Time for these alignments, as a whole:

real    565m3.770s  
user    554m22.225s  
sys     4m27.857s


These SAM files look like this, a header that lists out the lengths of our scaffolds, and a body that is a long list of where the various reads were assigned on the reference genome, with a mapq quality score for the confidence in the placement of this read on the reference genome, the quality of the basecalls, other good stuff. More info <a href="https://en.wikipedia.org/wiki/SAM_(file_format)">here</a>.

In [17]:
head JP-S6_S21_L002_R1_001.sam

@HD	VN:1.0	SO:unsorted
@SQ	SN:lcl|scaffold_32	LN:817265
@SQ	SN:lcl|scaffold_21	LN:849581
@SQ	SN:lcl|scaffold_14	LN:884134
@SQ	SN:lcl|scaffold_37	LN:783220
@SQ	SN:lcl|scaffold_23	LN:851886
@SQ	SN:lcl|scaffold_8	LN:980590
@SQ	SN:lcl|scaffold_9	LN:976062
@SQ	SN:lcl|scaffold_33	LN:797088
@SQ	SN:lcl|scaffold_38	LN:791999


In [18]:
tail JP-S6_S21_L002_R1_001.sam

K00282:27:HC3GVBBXX:2:2228:30959:49194	0	lcl|scaffold_606	126980	44	48M3S	*	0	0	TTGAGCCTTTTGTAGTAGGATTTATGAATTTCTCTGGAGCTTTATTAGACT	AAFFFJJJJJJJJJJJJJJJJJJJJJJJJJJJJJJJJJJJJJJJJJJJJJJ	AS:i:96	XN:i:0	XM:i:0	XO:i:0	XG:i:0	NM:i:0	MD:Z:48	YT:Z:UU
K00282:27:HC3GVBBXX:2:2228:31081:49194	16	lcl|scaffold_24	610319	11	1S33M1I14M2S	*	0	0	CCATGTTGGAGTCCGAGTTTTGGAATGTTGCATGAAATAAGAATTGTAGAC	JJJJJJJJJJJJJJJJJJJJJJJJJJJJJJJJJJJJJJJJJJJJJJFFFAA	AS:i:78	XS:i:76	XN:i:0	XM:i:1	XO:i:1	XG:i:1	NM:i:2	MD:Z:30G16	YT:Z:UU
K00282:27:HC3GVBBXX:2:2228:31284:49194	16	lcl|scaffold_1046	13016	17	51M	*	0	0	CCGCGATTTCTCTCGATTTCTAATGCAATACACAAATCAATTGGTTCTGTT	JJJJJJJJJJJJJJJJJJJJJJJJJJJJJJJJJJJJJJJJJJJJJJFFFAA	AS:i:94	XS:i:80	XN:i:0	XM:i:1	XO:i:0	XG:i:0	NM:i:1	MD:Z:24T26	YT:Z:UU
K00282:27:HC3GVBBXX:2:2228:31527:49194	0	lcl|scaffold_448	249337	31	51M	*	0	0	AGTAGCATGGGCTGCAATAAAGGCCCGGTGTCATTGTGTTAATAAAAAATG	AAFFFJJJJJJJJJJJJ<JJJJJJJJJJJJJJFJJJJJJJJJJJJJJJJJJ	AS:i:102	XS:i:94	XN:i:0	XM:i:0	XO:i:0	XG:i:0	NM:i:0	MD:Z:51	Y

## <a id=FandP>Filtering and Processing alignments</a>

Before calling our variants (places where our new genomes are different from the reference), we've got some cleanup to do to our new alignments.

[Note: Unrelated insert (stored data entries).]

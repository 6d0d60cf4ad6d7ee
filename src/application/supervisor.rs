use crate::config::{BackendConfig, TransportKind};
use futures::future::join_all;
use std::process::Stdio;
use std::time::Duration;
use thiserror::Error;
use tokio::io::{AsyncBufReadExt, AsyncRead, BufReader};
use tokio::process::{Child, ChildStdin, ChildStdout, Command};
use tokio::time::{sleep, timeout};
use tracing::{debug, info, warn};

const TERMINATE_GRACE: Duration = Duration::from_secs(5);

#[derive(Debug, Error)]
pub enum LaunchError {
    #[error("failed to spawn backend '{backend}': {source}")]
    Spawn {
        backend: String,
        #[source]
        source: std::io::Error,
    },
    #[error("backend '{backend}' did not expose its {stream} pipe")]
    MissingPipe {
        backend: String,
        stream: &'static str,
    },
}

#[derive(Debug, Clone, Copy, PartialEq, Eq)]
pub enum ProcessState {
    Starting,
    Ready,
    Terminating,
    Terminated,
}

/// A launched backend. Owns the OS process handle; for stdio-transport
/// backends it also holds the protocol pipes until a session takes them.
pub struct BackendProcess {
    key: String,
    child: Child,
    state: ProcessState,
    stdio: Option<(ChildStdin, ChildStdout)>,
}

impl BackendProcess {
    pub fn key(&self) -> &str {
        &self.key
    }

    pub fn state(&self) -> ProcessState {
        self.state
    }

    /// Takes the stdin/stdout protocol pipes of a stdio-transport backend.
    /// Returns `None` for TCP backends or after the pipes were taken.
    pub fn take_stdio(&mut self) -> Option<(ChildStdin, ChildStdout)> {
        self.stdio.take()
    }

    /// Sends a termination signal, waits a bounded grace window, then forces
    /// a kill so this always returns. Idempotent: a terminated process is a
    /// no-op with no duplicate side effect.
    pub async fn terminate(&mut self) {
        if matches!(self.state, ProcessState::Terminated) {
            return;
        }
        self.state = ProcessState::Terminating;
        debug!(backend = %self.key, "terminating backend process");

        if let Err(err) = self.child.start_kill() {
            debug!(
                backend = %self.key,
                %err,
                "failed to signal backend process (may have already exited)"
            );
        }

        match timeout(TERMINATE_GRACE, self.child.wait()).await {
            Ok(Ok(status)) => {
                debug!(backend = %self.key, %status, "backend process exited");
            }
            Ok(Err(err)) => {
                warn!(backend = %self.key, %err, "failed to reap backend process");
            }
            Err(_) => {
                warn!(
                    backend = %self.key,
                    "backend did not exit within the grace window; forcing kill"
                );
                let _ = self.child.kill().await;
            }
        }

        self.state = ProcessState::Terminated;
        info!(backend = %self.key, "backend process terminated");
    }
}

/// Launches a backend from its descriptor: merges transport flags into the
/// argument list when absent, spawns with the merged environment, drains
/// diagnostic output without blocking, then waits the configured readiness
/// window. Readiness is a fixed wait, not a port probe; a caller racing the
/// window sees a retryable connection failure at the session layer.
pub async fn launch(config: &BackendConfig) -> Result<BackendProcess, LaunchError> {
    let args = merge_transport_args(config);

    let mut command = Command::new(&config.command);
    command.args(&args).stderr(Stdio::piped());
    match config.transport {
        TransportKind::Stdio => {
            command.stdin(Stdio::piped()).stdout(Stdio::piped());
        }
        TransportKind::Tcp => {
            command.stdin(Stdio::null()).stdout(Stdio::piped());
        }
    }
    if let Some(dir) = &config.workdir {
        command.current_dir(dir);
    }
    for (key, value) in &config.env {
        command.env(key, value);
    }
    // Backstop for error paths: the process dies with us even if terminate
    // is never reached.
    command.kill_on_drop(true);

    let mut child = command.spawn().map_err(|source| LaunchError::Spawn {
        backend: config.key.clone(),
        source,
    })?;

    let stderr = child.stderr.take().ok_or_else(|| LaunchError::MissingPipe {
        backend: config.key.clone(),
        stream: "stderr",
    })?;
    drain_diagnostics(config.key.clone(), "stderr", stderr);

    let stdio = match config.transport {
        TransportKind::Stdio => {
            let stdin = child.stdin.take().ok_or_else(|| LaunchError::MissingPipe {
                backend: config.key.clone(),
                stream: "stdin",
            })?;
            let stdout = child.stdout.take().ok_or_else(|| LaunchError::MissingPipe {
                backend: config.key.clone(),
                stream: "stdout",
            })?;
            Some((stdin, stdout))
        }
        TransportKind::Tcp => {
            let stdout = child.stdout.take().ok_or_else(|| LaunchError::MissingPipe {
                backend: config.key.clone(),
                stream: "stdout",
            })?;
            drain_diagnostics(config.key.clone(), "stdout", stdout);
            None
        }
    };

    info!(
        backend = %config.key,
        command = %config.command.display(),
        transport = config.transport.as_str(),
        wait_ms = config.readiness_wait.as_millis() as u64,
        "backend launched; waiting readiness window"
    );
    sleep(config.readiness_wait).await;

    Ok(BackendProcess {
        key: config.key.clone(),
        child,
        state: ProcessState::Ready,
        stdio,
    })
}

/// Terminates every launched process, concurrently. Called on success and
/// error paths alike so nothing launched is ever orphaned.
pub async fn terminate_all(processes: &mut [BackendProcess]) {
    join_all(processes.iter_mut().map(|process| process.terminate())).await;
}

fn merge_transport_args(config: &BackendConfig) -> Vec<String> {
    let mut args = config.args.clone();
    if !args.iter().any(|arg| arg == "--transport") {
        args.push("--transport".to_string());
        args.push(config.transport.as_str().to_string());
    }
    if config.transport == TransportKind::Tcp {
        if !args.iter().any(|arg| arg == "--host") {
            args.push("--host".to_string());
            args.push(config.host.clone());
        }
        if !args.iter().any(|arg| arg == "--port") {
            args.push("--port".to_string());
            args.push(config.port.to_string());
        }
    }
    args
}

fn drain_diagnostics(
    backend: String,
    stream: &'static str,
    source: impl AsyncRead + Send + Unpin + 'static,
) {
    tokio::spawn(async move {
        let mut lines = BufReader::new(source).lines();
        while let Ok(Some(line)) = lines.next_line().await {
            debug!(backend = %backend, stream, line = %line.trim_end(), "backend output");
        }
    });
}
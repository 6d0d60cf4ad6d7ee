mod application;
pub mod config;
mod domain;
mod infrastructure;

pub use application::{orchestrator, registry, schema, session, supervisor};
pub use domain::types;
pub use infrastructure::model;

### <a id="sam2bam">Convert SAMs to BAMs</a>

For downstream work, we'll work with compressed SAM files, called BAM files. We'll use <a href="http://www.htslib.org">Samtools</a> for this and other tasks.

In [25]:
cd /Users/danthomas/Documents/naiandinus_gen/SAM

for i in *sam; do
    time samtools view $i -bS > ./BAM/${i/sam/bam} && \
    echo $i
done

JP-S1_S16_L002_R1_001.sam
JP-S2_S17_L002_R1_001.sam
JP-S3_S18_L002_R1_001.sam
JP-S4_S19_L002_R1_001.sam
JP-S5_S20_L002_R1_001.sam
JP-S6_S21_L002_R1_001.sam


## <a id="reorder">Reorder alignments to reference</a>

It's also necessary to sort the alignments in the order they appear on the reference genome. <a href="https://broadinstitute.github.io/picard/">Picard</a> tools are useful here. 

In [None]:
cd /Users/danthomas/Documents/naiandinus_gen/BAM

for i in *
do 
    output="sortedBAM/"${i/.bam/.sorted.bam}
    picard SortSam I=$i O=$output SORT_ORDER=coordinate && \
    ls $i
done

## <a id="dedupe">DeDuplicate reads</a>

We can also use Picard tools to remove duplicate reads. This has been recommended to me, and it's discussed <a href="https://broadinstitute.github.io/picard/command-line-overview.html#MarkDuplicates">here</a>. 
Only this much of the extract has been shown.